Basically, my girlfriend and I are both 18 years old. She is a YEC Christian, and I was a Christian too when our relationship began about 2 years ago. She's my first real girlfriend, and I'm her first serious boyfriend.
Despite me starting off our relationship as a Christian, I have slowly (but surely) moved away from Christianity, especially fundamentalism, and now embrace a more humanistic (perhaps even very loosely deistic) philosophy. My girlfriend, however, remains a YEC.
I have kept this transition to myself for the most part. She knows that I am more politically liberal than she is and that I hold science to a higher regard than she does. However, she doesn't know that I view "TheEarthIs6000YearsOldism" as lunacy or that I don't accept the idea of the Benevolent-but-Vengeful God as likely.
I could use some advice on how to move forward from here. She is a really smart, funny, sweet girl, and I'm perfectly fine with her being a Christian and don't see it as a deal-breaker. I was raised in a Fundy family, so I can put up with it for the most part. I don't know how/what to tell her about my views though, and, as we go to college and as our relationship progresses, I could see this becoming a point of contention, especially if we don't talk about it beforehand.

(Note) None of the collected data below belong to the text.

//! The floating preview window: content model and chrome/interaction state.
//!
//! Nothing here touches a toolkit. Front ends translate their input events
//! into [`PreviewWindow`] calls and paint what it reports.

pub mod content;
pub mod window;

pub use content::{PreviewBody, PreviewContent};
pub use window::{HitRegion, PreviewWindow, ShowingKind, WindowState};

Any advice or the sharing of similar experiences would be much appreciated. Thanks! 
Personally what I would do is tell her honestly your stance but also let her know that its not actually a big deal and you don't disrespect her view and still love her.
But only do this if the subject comes up, I see no need for a big "there's something I need to tell you moment"
My wife is a spiritualist and we have had some heated discussions on the subject. At the end of the day she wont be moved from her beliefs and I wont be moved from my lack of belief so we just don't talk about it now so it isn't an issue.
I do get the feeling that if I go before her my "spirit" will start to visit her and admit i was wrong.
You can fix ignorance, you can't fix stupid.
Tinkety Tonk and down with the Nazis.